▸ Task goal: Your response should consist of the records, reproduced exactly.

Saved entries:

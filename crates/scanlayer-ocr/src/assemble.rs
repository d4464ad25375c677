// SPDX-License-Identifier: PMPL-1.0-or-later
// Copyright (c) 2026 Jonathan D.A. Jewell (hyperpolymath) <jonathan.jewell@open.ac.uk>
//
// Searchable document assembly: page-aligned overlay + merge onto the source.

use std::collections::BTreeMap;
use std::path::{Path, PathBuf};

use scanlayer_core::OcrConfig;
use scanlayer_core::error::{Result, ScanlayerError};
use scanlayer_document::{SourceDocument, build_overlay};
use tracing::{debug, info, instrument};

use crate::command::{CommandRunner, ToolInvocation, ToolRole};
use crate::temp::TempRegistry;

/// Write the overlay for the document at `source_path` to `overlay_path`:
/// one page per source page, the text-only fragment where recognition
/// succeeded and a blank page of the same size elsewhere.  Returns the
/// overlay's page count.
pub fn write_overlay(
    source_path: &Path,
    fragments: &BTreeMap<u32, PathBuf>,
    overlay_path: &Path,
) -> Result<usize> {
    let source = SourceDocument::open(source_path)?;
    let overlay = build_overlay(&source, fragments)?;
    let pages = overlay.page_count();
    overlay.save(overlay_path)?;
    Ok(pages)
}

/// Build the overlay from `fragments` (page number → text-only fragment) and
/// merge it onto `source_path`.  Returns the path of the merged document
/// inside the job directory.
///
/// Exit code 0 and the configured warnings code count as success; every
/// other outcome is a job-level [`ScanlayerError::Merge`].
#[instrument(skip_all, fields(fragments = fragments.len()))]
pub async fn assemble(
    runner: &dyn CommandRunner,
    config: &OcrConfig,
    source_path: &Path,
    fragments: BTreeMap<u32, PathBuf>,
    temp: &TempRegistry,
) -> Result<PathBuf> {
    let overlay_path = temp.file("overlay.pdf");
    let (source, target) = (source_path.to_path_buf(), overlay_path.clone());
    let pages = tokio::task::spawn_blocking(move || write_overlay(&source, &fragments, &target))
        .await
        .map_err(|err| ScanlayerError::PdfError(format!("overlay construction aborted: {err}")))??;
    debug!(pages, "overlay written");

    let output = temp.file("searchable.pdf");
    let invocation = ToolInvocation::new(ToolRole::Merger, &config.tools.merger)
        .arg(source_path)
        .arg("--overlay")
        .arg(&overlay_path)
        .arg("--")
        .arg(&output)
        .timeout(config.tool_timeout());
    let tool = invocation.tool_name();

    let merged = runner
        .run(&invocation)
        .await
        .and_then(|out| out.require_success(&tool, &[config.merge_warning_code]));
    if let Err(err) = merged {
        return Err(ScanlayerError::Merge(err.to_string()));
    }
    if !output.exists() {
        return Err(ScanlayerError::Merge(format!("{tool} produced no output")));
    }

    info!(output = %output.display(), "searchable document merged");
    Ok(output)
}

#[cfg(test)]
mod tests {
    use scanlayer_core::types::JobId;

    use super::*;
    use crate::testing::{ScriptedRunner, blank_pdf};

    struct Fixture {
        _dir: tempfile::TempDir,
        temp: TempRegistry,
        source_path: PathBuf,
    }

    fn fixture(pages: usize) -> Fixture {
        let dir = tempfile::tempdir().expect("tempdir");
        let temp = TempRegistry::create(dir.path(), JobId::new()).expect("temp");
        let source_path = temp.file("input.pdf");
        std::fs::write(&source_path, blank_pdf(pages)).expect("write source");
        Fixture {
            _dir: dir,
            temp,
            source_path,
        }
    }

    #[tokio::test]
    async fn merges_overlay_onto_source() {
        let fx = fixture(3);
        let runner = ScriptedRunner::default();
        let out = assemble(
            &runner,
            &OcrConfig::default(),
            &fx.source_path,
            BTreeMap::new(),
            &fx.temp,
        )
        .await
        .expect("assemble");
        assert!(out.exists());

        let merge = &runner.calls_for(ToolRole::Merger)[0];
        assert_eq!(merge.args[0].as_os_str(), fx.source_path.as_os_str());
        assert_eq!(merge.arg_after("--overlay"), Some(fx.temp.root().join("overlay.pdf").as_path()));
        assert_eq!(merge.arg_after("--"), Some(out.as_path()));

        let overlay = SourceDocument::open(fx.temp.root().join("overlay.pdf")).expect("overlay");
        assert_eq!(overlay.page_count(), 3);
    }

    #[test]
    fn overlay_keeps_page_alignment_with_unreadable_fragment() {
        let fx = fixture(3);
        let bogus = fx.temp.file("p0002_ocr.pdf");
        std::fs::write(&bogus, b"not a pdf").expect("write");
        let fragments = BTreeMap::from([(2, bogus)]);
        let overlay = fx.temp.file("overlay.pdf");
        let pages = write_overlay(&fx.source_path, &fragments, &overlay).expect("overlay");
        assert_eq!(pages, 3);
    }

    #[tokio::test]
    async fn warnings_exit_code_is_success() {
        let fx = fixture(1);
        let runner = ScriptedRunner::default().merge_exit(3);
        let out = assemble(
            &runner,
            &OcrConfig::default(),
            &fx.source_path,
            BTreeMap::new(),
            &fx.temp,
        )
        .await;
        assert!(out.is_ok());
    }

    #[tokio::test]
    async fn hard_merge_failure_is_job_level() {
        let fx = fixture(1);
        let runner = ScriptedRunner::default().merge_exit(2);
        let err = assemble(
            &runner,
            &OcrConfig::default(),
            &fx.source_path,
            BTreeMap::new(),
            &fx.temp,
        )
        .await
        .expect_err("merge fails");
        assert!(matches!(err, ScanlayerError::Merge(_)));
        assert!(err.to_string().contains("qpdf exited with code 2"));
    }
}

▸ Written solution:
filename crates/scanlayer-ocr/src/assemble.rs
repository d4464ad25375c677
// SPDX-License-Identifier: PMPL-1.0-or-later
// Copyright (c) 2026 Jonathan D.A. Jewell (hyperpolymath) <jonathan.jewell@open.ac.uk>
//
// Searchable document assembly: page-aligned overlay + merge onto the source.

use std::collections::BTreeMap;
use std::path::{Path, PathBuf};

use scanlayer_core::OcrConfig;
use scanlayer_core::error::{Result, ScanlayerError};
use scanlayer_document::{SourceDocument, build_overlay};
use tracing::{debug, info, instrument};

use crate::command::{CommandRunner, ToolInvocation, ToolRole};
use crate::temp::TempRegistry;

/// Write the overlay for the document at `source_path` to `overlay_path`:
/// one page per source page, the text-only fragment where recognition
/// succeeded and a blank page of the same size elsewhere.  Returns the
/// overlay's page count.
pub fn write_overlay(
    source_path: &Path,
    fragments: &BTreeMap<u32, PathBuf>,
    overlay_path: &Path,
) -> Result<usize> {
    let source = SourceDocument::open(source_path)?;
    let overlay = build_overlay(&source, fragments)?;
    let pages = overlay.page_count();
    overlay.save(overlay_path)?;
    Ok(pages)
}

/// Build the overlay from `fragments` (page number → text-only fragment) and
/// merge it onto `source_path`.  Returns the path of the merged document
/// inside the job directory.
///
/// Exit code 0 and the configured warnings code count as success; every
/// other outcome is a job-level [`ScanlayerError::Merge`].
#[instrument(skip_all, fields(fragments = fragments.len()))]
pub async fn assemble(
    runner: &dyn CommandRunner,
    config: &OcrConfig,
    source_path: &Path,
    fragments: BTreeMap<u32, PathBuf>,
    temp: &TempRegistry,
) -> Result<PathBuf> {
    let overlay_path = temp.file("overlay.pdf");
    let (source, target) = (source_path.to_path_buf(), overlay_path.clone());
    let pages = tokio::task::spawn_blocking(move || write_overlay(&source, &fragments, &target))
        .await
        .map_err(|err| ScanlayerError::PdfError(format!("overlay construction aborted: {err}")))??;
    debug!(pages, "overlay written");

    let output = temp.file("searchable.pdf");
    let invocation = ToolInvocation::new(ToolRole::Merger, &config.tools.merger)
        .arg(source_path)
        .arg("--overlay")
        .arg(&overlay_path)
        .arg("--")
        .arg(&output)
        .timeout(config.tool_timeout());
    let tool = invocation.tool_name();

    let merged = runner
        .run(&invocation)
        .await
        .and_then(|out| out.require_success(&tool, &[config.merge_warning_code]));
    if let Err(err) = merged {
        return Err(ScanlayerError::Merge(err.to_string()));
    }
    if !output.exists() {
        return Err(ScanlayerError::Merge(format!("{tool} produced no output")));
    }

    info!(output = %output.display(), "searchable document merged");
    Ok(output)
}

#[cfg(test)]
mod tests {
    use scanlayer_core::types::JobId;

    use super::*;
    use crate::testing::{ScriptedRunner, blank_pdf};

    struct Fixture {
        _dir: tempfile::TempDir,
        temp: TempRegistry,
        source_path: PathBuf,
    }

    fn fixture(pages: usize) -> Fixture {
        let dir = tempfile::tempdir().expect("tempdir");
        let temp = TempRegistry::create(dir.path(), JobId::new()).expect("temp");
        let source_path = temp.file("input.pdf");
        std::fs::write(&source_path, blank_pdf(pages)).expect("write source");
        Fixture {
            _dir: dir,
            temp,
            source_path,
        }
    }

    #[tokio::test]
    async fn merges_overlay_onto_source() {
        let fx = fixture(3);
        let runner = ScriptedRunner::default();
        let out = assemble(
            &runner,
            &OcrConfig::default(),
            &fx.source_path,
            BTreeMap::new(),
            &fx.temp,
        )
        .await
        .expect("assemble");
        assert!(out.exists());

        let merge = &runner.calls_for(ToolRole::Merger)[0];
        assert_eq!(merge.args[0].as_os_str(), fx.source_path.as_os_str());
        assert_eq!(merge.arg_after("--overlay"), Some(fx.temp.root().join("overlay.pdf").as_path()));
        assert_eq!(merge.arg_after("--"), Some(out.as_path()));

        let overlay = SourceDocument::open(fx.temp.root().join("overlay.pdf")).expect("overlay");
        assert_eq!(overlay.page_count(), 3);
    }

    #[test]
    fn overlay_keeps_page_alignment_with_unreadable_fragment() {
        let fx = fixture(3);
        let bogus = fx.temp.file("p0002_ocr.pdf");
        std::fs::write(&bogus, b"not a pdf").expect("write");
        let fragments = BTreeMap::from([(2, bogus)]);
        let overlay = fx.temp.file("overlay.pdf");
        let pages = write_overlay(&fx.source_path, &fragments, &overlay).expect("overlay");
        assert_eq!(pages, 3);
    }

    #[tokio::test]
    async fn warnings_exit_code_is_success() {
        let fx = fixture(1);
        let runner = ScriptedRunner::default().merge_exit(3);
        let out = assemble(
            &runner,
            &OcrConfig::default(),
            &fx.source_path,
            BTreeMap::new(),
            &fx.temp,
        )
        .await;
        assert!(out.is_ok());
    }

    #[tokio::test]
    async fn hard_merge_failure_is_job_level() {
        let fx = fixture(1);
        let runner = ScriptedRunner::default().merge_exit(2);
        let err = assemble(
            &runner,
            &OcrConfig::default(),
            &fx.source_path,
            BTreeMap::new(),
            &fx.temp,
        )
        .await
        .expect_err("merge fails");
        assert!(matches!(err, ScanlayerError::Merge(_)));
        assert!(err.to_string().contains("qpdf exited with code 2"));
    }
}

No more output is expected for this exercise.